Jak wygląda nasze miasto z góry? Teraz możemy się o tym przekonać odwiedzając wystawę fotografii lotniczych, zorganizowaną w Centrum Kultury Muza.
Ci, którzy choć raz spróbowali siąść za sterami samolotu czy szybowca wiedzą doskonale co to znaczy. Jak twierdzi Dariusz Deptuła, członek aeroklubu i wielokrotny Mistrz Polski w modelarstwie redukcyjnym, lotnictwo jest jak choroba – trzyma do końca życia.
Na wystawie możemy oglądać zdjęcia lotnicze z ziemi i z powietrza. Są widoki na Lubin i jego okolicę, ale znajdziemy również obrazki z gór.
- Pierwsza wystawa odbyła się dwa lata temu – mówi Dariusz Deptuła. - Obrazki były wtedy w mniejszej formie i było ich więcej. W tym roku jest już inaczej, są inne, większe zdjęcia, trochę się wydarzyło przez ten czas. Chcieliśmy pokazać coś innego, nie tylko folklor i koła gospodyń wiejskich, tylko coś co ludzi wciąga. Proponujemy inne formy spędzania czasu, nie tylko piwo, piłkarzyki i kręgle. W mieście jest prawie 80 tysięcy ludzi i nie wszyscy muszą robić to samo.
Autorami fotografii wystawionych w Muzie są członkowie Aeroklubu Zagłębia Miedziowego.
- Zdjęcia są różne – mówi Deptuła. - Są obrazki z Lubina, ale też z różnych lotnisk w Polsce, na przykład z lotniska Górskiej Szkoły Szybowcowej w Międzybrodziu Żywieckim w Beskidach, są zdjęcia z Bieszczad, tam jest Akademicki Ośrodek Szybowcowy, 15 kilometrów od Zalewu Solińskiego.

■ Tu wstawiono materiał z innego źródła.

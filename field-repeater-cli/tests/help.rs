use assert_cmd::cargo::{self};
use predicates::str::contains;

#[test]
fn prints_help() {
    let mut cmd = cargo::cargo_bin_cmd!("field-repeater");
    cmd.arg("--help")
        .assert()
        .success()
        .stdout(contains("--store"))
        .stdout(contains("--dump"));
}

#[test]
fn store_is_required() {
    let mut cmd = cargo::cargo_bin_cmd!("field-repeater");
    cmd.assert().failure().stderr(contains("--store"));
}
use anyhow::Result;
use tracing::info;

use crate::{
    controller::ListController,
    domain::{ListItem, WidgetOptions},
    store::FieldStore,
};

use super::{options::UiOptions, runtime::App, terminal::TerminalGuard};

/// Terminal host for one repeater widget bound to `store`.
#[derive(Debug)]
pub struct RepeaterUI<S: FieldStore> {
    store: S,
    widget: WidgetOptions,
    options: UiOptions,
}

impl<S: FieldStore> RepeaterUI<S> {
    pub fn new(store: S, widget: WidgetOptions) -> Self {
        Self {
            store,
            widget,
            options: UiOptions::default(),
        }
    }

    pub fn with_title(mut self, title: impl Into<String>) -> Self {
        self.options = self.options.with_title(title);
        self
    }

    pub fn with_options(mut self, options: UiOptions) -> Self {
        self.options = options;
        self
    }

    /// Take over the terminal until the user quits. Every save is written to
    /// the store as it happens; the returned list is the final committed state.
    pub fn run(self) -> Result<Vec<ListItem>> {
        let RepeaterUI {
            store,
            widget,
            options,
        } = self;

        let mut terminal = TerminalGuard::new()?;
        let controller = ListController::mount_on(store, widget, &mut terminal);
        info!(count = controller.items().len(), "repeater mounted");
        let mut app = App::new(controller, options);
        let outcome = app.run(&mut terminal);
        terminal.restore();
        outcome
    }
}
use crate::store::FieldStore;

use super::{App, Focus};

impl<S: FieldStore> App<S> {
    fn selected_id(&self) -> Option<String> {
        self.controller
            .items()
            .get(self.selected)
            .map(|item| item.id.clone())
    }

    pub(super) fn clamp_selection(&mut self) {
        let len = self.controller.items().len();
        self.selected = self.selected.min(len.saturating_sub(1));
    }

    pub(super) fn select_row(&mut self, delta: i32) {
        let len = self.controller.items().len();
        if len == 0 {
            return;
        }
        let next = (self.selected as i32 + delta).clamp(0, len as i32 - 1);
        self.selected = next as usize;
    }

    pub(super) fn move_selected(&mut self, delta: i32) {
        let Some(id) = self.selected_id() else {
            return;
        };
        let moved = if delta < 0 {
            self.controller.move_up(&id)
        } else {
            self.controller.move_down(&id)
        };
        if moved {
            if let Some(position) = self.controller.items().iter().position(|item| item.id == id) {
                self.selected = position;
            }
            self.status.info("Entry moved");
        } else if self.controller.is_editing() {
            self.status.warn("Finish or cancel the edit before reordering");
        }
    }

    pub(super) fn edit_selected(&mut self) {
        let Some(id) = self.selected_id() else {
            self.status.warn("No entry to edit");
            return;
        };
        if !self.controller.options().allow_inline_edit {
            self.status.warn("Entries cannot be edited here");
            return;
        }
        if self.controller.start_edit(&id) {
            self.focus = Focus::Draft;
            self.field_cursor = 0;
            self.status.editing(&format!("entry {}", self.selected + 1));
        } else if self.controller.is_editing() {
            self.focus = Focus::Draft;
            self.status.warn("Another entry is already being edited");
        }
    }

    pub(super) fn delete_selected(&mut self) {
        let Some(id) = self.selected_id() else {
            return;
        };
        if self.controller.delete(&id) {
            self.clamp_selection();
            self.status.info("Entry deleted");
            if self.controller.items().is_empty() {
                self.focus = Focus::Draft;
            }
        } else if self.controller.is_editing() {
            self.status.warn("Finish or cancel the edit before deleting");
        }
    }
}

Pilotem może zostać każdy, trzeba mieć dobre zdrowie i odpowiednie predyspozycje. Oczywiście, nie oznacza to, że każdy do latania po niebie się nadaje, ale spróbować zawsze warto.
- Niestety takie są czasu, że ludzie generalnie siedzą w domu przed telewizorem albo konsolą – mówi Dariusz Deptuła. - Tu pokazujemy coś zupełnie innego. Coś, co wymaga poświęcenia czasu, swojej wolności życiowej, ponieważ na lotnisko wchodzi się rano, a wychodzi wieczorem, przeważnie bardzo brudnym, ale jest to zabawa dla ludzi z pasją. Jeżeli przyjdziesz na lotnisko aby popróbować jednego czy drugiego, a nie masz w sobie czegoś, co da ci przysłowiowego kopa, wciągnie cię, to odpadniesz. Płetwonurkowie, koniarze – to są ludzie z pasją. Tak samo jest z nami – jak ktoś już wejdzie w lotnictwo, ma to w głowie i w sercu to jest jak choroba – do końca życia trzyma.